Из его речи Феша поняла только то, что сегодня барыня должна или умереть, или подняться, но внутренним, бабьим каким-то чутьем уловила главное: иноземный лекарь места себе не находит и потому стал многословен, из чего заключила, что барыня скорее скончается, чем выздоровеет. Крикнула Три-шу, опять куда-то удравшего:

– Трифон, сходи в Корсунскую церковь за отцом Василием.
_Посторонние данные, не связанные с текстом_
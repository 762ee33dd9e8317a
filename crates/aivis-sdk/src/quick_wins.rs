//! Static quick-win recommendation table.

use once_cell::sync::Lazy;

use crate::types::Recommendation;

static QUICK_WINS: Lazy<[Recommendation; 5]> = Lazy::new(|| {
    [
        Recommendation {
            action: "Create a Wikidata entity record".to_string(),
            impact: "High".to_string(),
            effort: "Low".to_string(),
            details: "AI assistants resolve brands through knowledge graphs; \
                      a Wikidata item with official links anchors the brand as \
                      a recognized entity."
                .to_string(),
        },
        Recommendation {
            action: "Claim and complete the Google Business Profile".to_string(),
            impact: "High".to_string(),
            effort: "Low".to_string(),
            details: "A verified listing with categories, hours, and photos \
                      feeds the local-knowledge sources assistants cite for \
                      'near me' and brand queries."
                .to_string(),
        },
        Recommendation {
            action: "Add schema.org markup to key pages".to_string(),
            impact: "Medium".to_string(),
            effort: "Medium".to_string(),
            details: "Organization, Product, and FAQ markup gives crawlers an \
                      unambiguous machine-readable description of what the \
                      brand offers."
                .to_string(),
        },
        Recommendation {
            action: "Publish comparison content".to_string(),
            impact: "High".to_string(),
            effort: "Medium".to_string(),
            details: "'X vs Y' and 'best tools for' pages are what assistants \
                      retrieve when users ask for alternatives; owning the \
                      comparison keeps the brand in the answer."
                .to_string(),
        },
        Recommendation {
            action: "Refresh content older than twelve months".to_string(),
            impact: "Medium".to_string(),
            effort: "Medium".to_string(),
            details: "Assistants prefer recently updated sources; revising \
                      dates, statistics, and examples on core pages restores \
                      the freshness signal."
                .to_string(),
        },
    ]
});

/// The five pre-authored quick wins, identical across calls.
pub fn quick_wins() -> &'static [Recommendation] {
    QUICK_WINS.as_slice()
}
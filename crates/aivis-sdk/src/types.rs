//! Request and response types for the visibility API.

use serde::{Deserialize, Serialize};

/// The six observable signals used by the local estimator.
///
/// Constructed by the caller, consumed by [`estimate_score`], discarded.
/// Fields are deliberately not validated; see `estimate_score` for how
/// out-of-range values behave.
///
/// [`estimate_score`]: crate::estimate_score
#[derive(Debug, Clone, Default, Serialize, Deserialize)]
pub struct SignalBundle {
    /// Number of AI platforms where the brand is visible.
    pub platform_count: u32,

    /// Brand has a knowledge-graph entity record (e.g. Wikidata).
    pub has_entity_record: bool,

    /// Brand has a claimed business listing (e.g. Google Business).
    pub has_business_listing: bool,

    /// Site carries structured markup (schema.org).
    pub has_structured_markup: bool,

    /// Age of the freshest relevant content, in months.
    pub content_age_months: f64,

    /// Site publishes comparison ("X vs Y") content.
    pub has_comparison_content: bool,
}

/// Score returned by `GET /score/{brand}`.
#[derive(Debug, Clone, Serialize, Deserialize)]
pub struct ScoreResult {
    /// Brand the score was computed for.
    pub brand: String,

    /// Visibility score in [0, 100].
    pub score: u32,

    /// Human-readable summary.
    #[serde(default)]
    pub summary: Option<String>,

    /// Per-platform breakdown.
    #[serde(default)]
    pub platforms: Vec<PlatformScore>,
}

/// Per-platform visibility entry.
#[derive(Debug, Clone, Serialize, Deserialize)]
pub struct PlatformScore {
    /// Platform name (e.g. "chatgpt", "perplexity").
    pub platform: String,

    /// Platform-local score in [0, 100].
    pub score: u32,

    /// Whether the brand was mentioned at all on this platform.
    #[serde(default)]
    pub mentioned: bool,
}

/// Body of `POST /analyze`.
#[derive(Debug, Clone, Serialize, Deserialize)]
pub struct AnalyzeRequest {
    /// Query or brand to analyze.
    pub query: String,

    /// Include competitor mentions in the analysis.
    pub include_competitors: bool,

    /// Platforms to analyze; empty means the API default set.
    pub platforms: Vec<String>,
}

impl AnalyzeRequest {
    /// Analysis request for a query, competitors off, default platforms.
    pub fn new(query: impl Into<String>) -> Self {
        Self {
            query: query.into(),
            include_competitors: false,
            platforms: Vec::new(),
        }
    }

    /// Include competitor mentions.
    pub fn with_competitors(mut self, include: bool) -> Self {
        self.include_competitors = include;
        self
    }

    /// Restrict the analysis to specific platforms.
    pub fn with_platforms(mut self, platforms: Vec<String>) -> Self {
        self.platforms = platforms;
        self
    }
}

/// Response from `POST /analyze`.
#[derive(Debug, Clone, Serialize, Deserialize)]
pub struct AnalysisResult {
    /// Query that was analyzed.
    pub query: String,

    /// Overall visibility score in [0, 100].
    pub score: u32,

    /// Improvement recommendations, ordered by impact.
    #[serde(default)]
    pub recommendations: Vec<Recommendation>,

    /// Competitor mentions (present when requested).
    #[serde(default)]
    pub competitors: Vec<CompetitorMention>,

    /// Human-readable summary.
    #[serde(default)]
    pub summary: Option<String>,
}

/// A competitor surfaced during analysis.
#[derive(Debug, Clone, Serialize, Deserialize)]
pub struct CompetitorMention {
    /// Competitor name.
    pub name: String,

    /// Competitor visibility score in [0, 100].
    pub score: u32,
}

/// An improvement suggestion with impact/effort labels.
#[derive(Debug, Clone, PartialEq, Eq, Serialize, Deserialize)]
pub struct Recommendation {
    /// What to do.
    pub action: String,

    /// Expected impact ("High", "Medium", "Low").
    pub impact: String,

    /// Effort required ("High", "Medium", "Low").
    pub effort: String,

    /// How to do it.
    pub details: String,
}

/// Default API base URL.
pub const DEFAULT_BASE_URL: &str = "https://api.aivis.dev/v1";

/// Client configuration.
#[derive(Debug, Clone)]
pub struct VisibilityConfig {
    /// API key, sent as a bearer token on every request.
    pub api_key: String,

    /// Base URL for the API.
    pub base_url: String,
}

impl VisibilityConfig {
    /// Config with the default base URL.
    pub fn new(api_key: impl Into<String>) -> Self {
        Self {
            api_key: api_key.into(),
            base_url: DEFAULT_BASE_URL.to_string(),
        }
    }

    /// Override the base URL, used verbatim.
    pub fn with_base_url(mut self, base_url: impl Into<String>) -> Self {
        self.base_url = base_url.into();
        self
    }
}
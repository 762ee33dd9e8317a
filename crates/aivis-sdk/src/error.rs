//! Error types for the visibility client.

/// Visibility client errors.
#[derive(Debug, thiserror::Error)]
pub enum VisibilityError {
    /// The API reported a non-success status.
    #[error("request failed: {status}")]
    RequestFailed { status: String },

    /// Network error (connect failure, body read failure).
    #[error("network error: {message}")]
    Network { message: String },

    /// Response body did not parse as the expected shape.
    #[error("invalid response: {message}")]
    InvalidResponse { message: String },

    /// Configuration error.
    #[error("configuration error: {message}")]
    Config { message: String },
}

impl From<reqwest::Error> for VisibilityError {
    fn from(err: reqwest::Error) -> Self {
        Self::Network {
            message: err.to_string(),
        }
    }
}

/// Result type for visibility operations.
pub type VisibilityResult<T> = Result<T, VisibilityError>;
Тришка, едва запахнув зипун, выбежал на улицу. Он понял, что это значит, и бежал теперь сломя голову и всю дорогу повторял про себя: «Господи помилуй!» Барыню он уважал, но сейчас болел сердцем не столько за нее даже, сколько за дочь ее, а его подругу. Триша знал, что смерти Наталии Ивановны Кира не вынесет. А он не вынесет Кириных слез. Он уже видел их однажды и понял, что это страшнее даже, чем больной зуб или великопостная исповедь. Других сравнений его простой мозг придумать не мог, но никогда еще в жизни Тришке не было так страшно, как сейчас.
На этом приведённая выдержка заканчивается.